I am looking to buy something decent tomorrow.


----------



## Rob Fisher

MVP 2 and an Aerotank Mini!

Reactions: Like 1 | Agree 1 | Winner 1


----------



## Limbo

Rob Fisher said:


> MVP 2 and an Aerotank Mini!


That's my setup, great if the coils don't leak. 
EDIT: Oh sorry, I have a mPT3.
Cold weather not doing me well.... 

Sent from my GT-I9190 using Tapatalk


----------



## annemarievdh

MVP !!!!! and you can try a MVP or yes a MVP

Reactions: Winner 1


----------



## Die Kriek

Can't go wrong with the MVP!!

And if budget is a little tight, you can get the mini Protank 3 for about half the price of the Aerotank mini

Reactions: Winner 1


----------



## bones

I recently bought the Spinner V2 + mini protank 3 for R630. Loving it so far.


----------



## Rob Fisher

Limbo said:


> That's my setup, great if the coils don't leak.


 
I had that happen to both the original Aerotank and the iClear X.1 and I have steered clear from them ever since... so I know exaclty where you are coming from!

Reactions: Like 1


----------



## Gareth

@bones what is the battery life like on the Spinner V2?

What e retailers should I use, VapeKing doesnt have stock of the MVP


----------



## Rob Fisher

The Spinner V2 is really nice but no where near as good a buy as the MVP.

VK do have the Shine edition but that's just Gay!

http://www.vapeking.co.za/mods/innokin-itaste-mvp-2.0-shine-edition.html

Eciggies have the silver edition but that's R100 more...

http://eciggies.co.za/Batteries/Innokin-iTaste-MVP-V2-0-VV-VW-MOD-Kit-with-iClear30-Silver


----------



## PeterHarris

MVP klaar!​

Reactions: Agree 1 | Winner 1


----------



## Metal Liz

MVP for the win

Reactions: Agree 2


----------



## Die Kriek

Metal Liz said:


> MVP for the win


Listen to the nice lady!
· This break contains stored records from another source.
#![allow(clippy::expect_used, clippy::unwrap_used)]
//! Community board postings, giveaway claims and comments.

use salvo::http::StatusCode;
use serde_json::json;

use crate::helpers::*;

async fn post_giveaway(app: &TestApp, token: &str) -> String {
    TestRequest::post("/api/community/giveaways")
        .bearer(token)
        .json(&json!({ "title": "Free couch", "description": "Pick up by Friday" }))
        .send(&app.service)
        .await
        .assert_status(StatusCode::CREATED)
        .assert_header_contains("x-revalidate", "/community")
        .json()["id"]
        .as_str()
        .expect("giveaway id")
        .to_string()
}

#[test_log::test(tokio::test)]
async fn board_lists_every_kind_of_posting() {
    let app = TestApp::new().await;
    let token = app.resident("neighbor@example.com").await;

    post_giveaway(&app, &token).await;

    let drive = TestRequest::post("/api/community/charitable")
        .bearer(&token)
        .json(&json!({ "title": "Coat drive", "description": "Winter coats" }))
        .send(&app.service)
        .await
        .assert_status(StatusCode::CREATED)
        .json();
    assert_eq!(drive["item_type"], "drive");

    let request = TestRequest::post("/api/community/help-requests")
        .bearer(&token)
        .json(&json!({
            "title": "Ladder needed",
            "description": "Gutters",
            "request_type": "advice",
        }))
        .send(&app.service)
        .await
        .assert_status(StatusCode::CREATED)
        .json();
    assert_eq!(request["request_type"], "advice");

    TestRequest::post("/api/community/help-requests")
        .bearer(&token)
        .json(&json!({ "title": "Ladder", "description": "x", "request_type": "favor" }))
        .send(&app.service)
        .await
        .assert_status(StatusCode::BAD_REQUEST);

    let board = TestRequest::get("/api/community")
        .bearer(&token)
        .send(&app.service)
        .await
        .assert_status(StatusCode::OK)
        .json();
    assert_eq!(board["charitable_items"].as_array().expect("items").len(), 1);
    assert_eq!(board["giveaways"][0]["status"], "available");
    assert_eq!(board["help_requests"][0]["title"], "Ladder needed");
}

/// ## Summary
/// A giveaway is claimed once, never by the neighbor who posted it.
#[test_log::test(tokio::test)]
async fn giveaway_is_claimed_once() {
    let app = TestApp::new().await;
    let owner = app.resident("owner@example.com").await;
    let first = app.resident("first@example.com").await;
    let second = app.resident("second@example.com").await;
    let id = post_giveaway(&app, &owner).await;

    TestRequest::post(&format!("/api/community/giveaways/{id}/claim"))
        .bearer(&owner)
        .send(&app.service)
        .await
        .assert_status(StatusCode::BAD_REQUEST)
        .assert_error("You cannot claim your own giveaway");

    let claimed = TestRequest::post(&format!("/api/community/giveaways/{id}/claim"))
        .bearer(&first)
        .send(&app.service)
        .await
        .assert_status(StatusCode::OK)
        .json();
    assert_eq!(claimed["status"], "claimed");

    TestRequest::post(&format!("/api/community/giveaways/{id}/claim"))
        .bearer(&second)
        .send(&app.service)
        .await
        .assert_status(StatusCode::CONFLICT)
        .assert_error("This giveaway has already been claimed");
}

#[test_log::test(tokio::test)]
async fn comments_attach_to_existing_postings() {
    let app = TestApp::new().await;
    let owner = app.resident("owner@example.com").await;
    let neighbor = app.resident("neighbor@example.com").await;
    let id = post_giveaway(&app, &owner).await;

    TestRequest::post("/api/community/comments")
        .bearer(&neighbor)
        .json(&json!({ "item_type": "giveaway", "item_id": id, "content": "Still there?" }))
        .send(&app.service)
        .await
        .assert_status(StatusCode::CREATED);

    TestRequest::post("/api/community/comments")
        .bearer(&neighbor)
        .json(&json!({
            "item_type": "help_request",
            "item_id": id,
            "content": "Wrong table",
        }))
        .send(&app.service)
        .await
        .assert_status(StatusCode::NOT_FOUND);

    let comments = TestRequest::get(&format!(
        "/api/community/comments?item_type=giveaway&item_id={id}"
    ))
    .bearer(&owner)
    .send(&app.service)
    .await
    .assert_status(StatusCode::OK)
    .json();
    assert_eq!(comments[0]["content"], "Still there?");

    TestRequest::get("/api/community/comments?item_type=giveaway")
        .bearer(&owner)
        .send(&app.service)
        .await
        .assert_status(StatusCode::BAD_REQUEST);
}

/// ## Summary
/// Postings are deleted by their creator or an administrator, and their
/// comments go with them.
#[test_log::test(tokio::test)]
async fn posting_delete_rights() {
    let app = TestApp::new().await;
    let admin = app.admin().await;
    let owner = app.resident("owner@example.com").await;
    let neighbor = app.resident("neighbor@example.com").await;
    let id = post_giveaway(&app, &owner).await;

    TestRequest::post("/api/community/comments")
        .bearer(&neighbor)
        .json(&json!({ "item_type": "giveaway", "item_id": id, "content": "Mine?" }))
        .send(&app.service)
        .await
        .assert_status(StatusCode::CREATED);

    TestRequest::delete(&format!("/api/community/giveaways/{id}"))
        .bearer(&neighbor)
        .send(&app.service)
        .await
        .assert_status(StatusCode::FORBIDDEN)
        .assert_error("Only admins or item creator can delete this");

    TestRequest::delete(&format!("/api/community/giveaways/{id}"))
        .bearer(&admin)
        .send(&app.service)
        .await
        .assert_status(StatusCode::NO_CONTENT)
        .assert_header_contains("x-revalidate", "/community");

    let comments = TestRequest::get(&format!(
        "/api/community/comments?item_type=giveaway&item_id={id}"
    ))
    .bearer(&owner)
    .send(&app.service)
    .await
    .json();
    assert!(comments.as_array().expect("comments").is_empty());

    TestRequest::delete(&format!("/api/community/giveaways/{id}"))
        .bearer(&owner)
        .send(&app.service)
        .await
        .assert_status(StatusCode::NOT_FOUND)
        .assert_error("Giveaway not found");
}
I did, no regrets

Reactions: Like 1 | Agree 1 | Optimistic 1


----------



## bones

@Gareth The Battery life is pretty good. I've only had it a week, but it lasts around 3 days. I don't vape the entire day either.

That MVP is far too big for my liking. I'm sure it is pretty awesome though, but i can't see myself walking around in public with that, especially in pink

Reactions: Funny 1


----------



## annemarievdh

bones said:


> @Gareth The Battery life is pretty good. I've only had it a week, but it lasts around 3 days. I don't vape the entire day either.
> 
> That MVP is far too big for my liking. I'm sure it is pretty awesome though, but i can't see myself walking around in public with that, especially in pink


 
Well @bones, I do, and that with a purple one

Reactions: Like 1


----------



## Andre

Maybe this post will be of help.

Reactions: Winner 1


----------



## Al3x

MVP is good, but if you like me and not too keen on a box mod for all day vaping the vv v3 is a great battery. Lasts me around 5 to 6 hours but I vape out at least 3 1/2 i16 attys and my mpt2 during that time, and chain vape a lot, so all in all great battery for my working day requirements.


----------



## bones

annemarievdh said:


> Well @bones, I do, and that with a purple one


 
Currently wth my Spinner, people think I've joined the choir. It looks like i'm playing a flute.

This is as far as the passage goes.